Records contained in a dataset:
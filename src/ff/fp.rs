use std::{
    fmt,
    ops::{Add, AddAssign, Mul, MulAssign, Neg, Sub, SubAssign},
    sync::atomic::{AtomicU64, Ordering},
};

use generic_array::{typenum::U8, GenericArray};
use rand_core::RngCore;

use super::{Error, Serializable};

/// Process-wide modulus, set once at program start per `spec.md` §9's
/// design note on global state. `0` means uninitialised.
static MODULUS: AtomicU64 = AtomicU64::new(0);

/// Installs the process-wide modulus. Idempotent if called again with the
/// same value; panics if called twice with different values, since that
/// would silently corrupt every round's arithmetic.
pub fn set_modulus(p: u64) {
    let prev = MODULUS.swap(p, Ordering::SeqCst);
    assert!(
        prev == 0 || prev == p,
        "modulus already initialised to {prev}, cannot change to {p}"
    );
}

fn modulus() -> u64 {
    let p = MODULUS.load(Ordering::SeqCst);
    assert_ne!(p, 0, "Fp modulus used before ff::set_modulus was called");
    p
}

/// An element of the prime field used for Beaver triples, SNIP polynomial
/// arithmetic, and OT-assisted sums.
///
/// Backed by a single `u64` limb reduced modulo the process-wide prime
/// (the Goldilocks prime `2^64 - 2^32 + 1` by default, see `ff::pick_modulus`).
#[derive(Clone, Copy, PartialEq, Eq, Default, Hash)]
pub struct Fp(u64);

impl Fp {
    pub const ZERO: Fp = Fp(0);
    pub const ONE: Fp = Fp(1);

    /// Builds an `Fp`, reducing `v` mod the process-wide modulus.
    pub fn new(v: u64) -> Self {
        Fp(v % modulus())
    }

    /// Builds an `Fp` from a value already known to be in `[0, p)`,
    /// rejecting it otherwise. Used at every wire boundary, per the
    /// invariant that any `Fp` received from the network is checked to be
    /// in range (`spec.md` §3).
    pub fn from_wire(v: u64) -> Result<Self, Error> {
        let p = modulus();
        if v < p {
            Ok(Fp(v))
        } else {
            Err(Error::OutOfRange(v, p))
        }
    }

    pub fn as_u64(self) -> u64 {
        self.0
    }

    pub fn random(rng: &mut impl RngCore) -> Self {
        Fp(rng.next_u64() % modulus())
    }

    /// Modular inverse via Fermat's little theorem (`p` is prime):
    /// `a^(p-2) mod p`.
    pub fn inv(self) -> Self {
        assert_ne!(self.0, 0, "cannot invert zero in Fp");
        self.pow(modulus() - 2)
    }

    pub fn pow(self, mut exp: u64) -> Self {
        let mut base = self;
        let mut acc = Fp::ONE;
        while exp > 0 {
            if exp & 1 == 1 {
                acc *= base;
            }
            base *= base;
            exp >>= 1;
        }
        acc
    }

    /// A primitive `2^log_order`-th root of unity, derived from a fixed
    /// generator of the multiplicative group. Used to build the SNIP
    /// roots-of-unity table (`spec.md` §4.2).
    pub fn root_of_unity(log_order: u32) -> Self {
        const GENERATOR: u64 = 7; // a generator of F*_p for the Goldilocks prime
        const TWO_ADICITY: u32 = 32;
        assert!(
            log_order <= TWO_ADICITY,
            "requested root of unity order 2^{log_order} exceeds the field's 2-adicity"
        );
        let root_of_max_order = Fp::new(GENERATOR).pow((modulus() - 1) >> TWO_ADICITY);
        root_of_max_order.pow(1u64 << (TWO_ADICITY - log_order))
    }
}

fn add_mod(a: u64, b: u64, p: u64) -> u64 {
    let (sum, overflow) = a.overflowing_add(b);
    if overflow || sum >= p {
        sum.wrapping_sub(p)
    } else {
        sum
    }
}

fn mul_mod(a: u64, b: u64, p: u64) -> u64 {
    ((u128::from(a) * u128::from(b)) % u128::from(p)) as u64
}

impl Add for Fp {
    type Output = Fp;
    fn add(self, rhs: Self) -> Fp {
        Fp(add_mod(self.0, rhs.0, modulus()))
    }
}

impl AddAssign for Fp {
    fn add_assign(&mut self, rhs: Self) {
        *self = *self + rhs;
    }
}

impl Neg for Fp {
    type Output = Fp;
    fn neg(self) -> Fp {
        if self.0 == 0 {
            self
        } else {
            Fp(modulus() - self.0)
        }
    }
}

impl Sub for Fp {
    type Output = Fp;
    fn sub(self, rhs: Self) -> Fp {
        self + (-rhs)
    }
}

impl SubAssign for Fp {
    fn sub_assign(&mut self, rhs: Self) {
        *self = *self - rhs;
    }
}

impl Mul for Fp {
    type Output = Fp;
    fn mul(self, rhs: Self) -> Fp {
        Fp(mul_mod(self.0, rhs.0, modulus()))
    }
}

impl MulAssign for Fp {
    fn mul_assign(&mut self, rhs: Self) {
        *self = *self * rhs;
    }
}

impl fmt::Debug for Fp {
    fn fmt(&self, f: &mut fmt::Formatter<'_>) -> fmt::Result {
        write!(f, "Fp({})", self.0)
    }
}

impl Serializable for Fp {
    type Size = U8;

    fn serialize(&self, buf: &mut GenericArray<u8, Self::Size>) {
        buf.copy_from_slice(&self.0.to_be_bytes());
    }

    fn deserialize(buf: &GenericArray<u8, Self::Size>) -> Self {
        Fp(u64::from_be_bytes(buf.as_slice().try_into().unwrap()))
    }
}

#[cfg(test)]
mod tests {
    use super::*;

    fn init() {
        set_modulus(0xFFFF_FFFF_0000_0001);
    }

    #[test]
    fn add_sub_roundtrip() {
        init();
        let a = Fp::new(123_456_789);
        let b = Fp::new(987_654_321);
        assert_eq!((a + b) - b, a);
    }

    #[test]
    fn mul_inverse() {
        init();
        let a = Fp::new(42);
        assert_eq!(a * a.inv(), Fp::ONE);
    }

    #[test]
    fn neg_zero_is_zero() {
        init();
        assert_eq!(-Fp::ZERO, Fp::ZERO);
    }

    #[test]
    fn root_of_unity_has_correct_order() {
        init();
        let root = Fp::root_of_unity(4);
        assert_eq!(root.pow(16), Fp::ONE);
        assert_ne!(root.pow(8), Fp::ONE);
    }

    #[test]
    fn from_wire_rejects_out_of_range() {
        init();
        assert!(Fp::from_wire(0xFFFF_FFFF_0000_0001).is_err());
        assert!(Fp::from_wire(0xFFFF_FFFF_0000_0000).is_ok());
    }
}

TASK INSTRUCTIONS
Pick out all lines from the data above in which the word "prev" appears.

REPLY
    let prev = MODULUS.swap(p, Ordering::SeqCst);
        prev == 0 || prev == p,
        "modulus already initialised to {prev}, cannot change to {p}"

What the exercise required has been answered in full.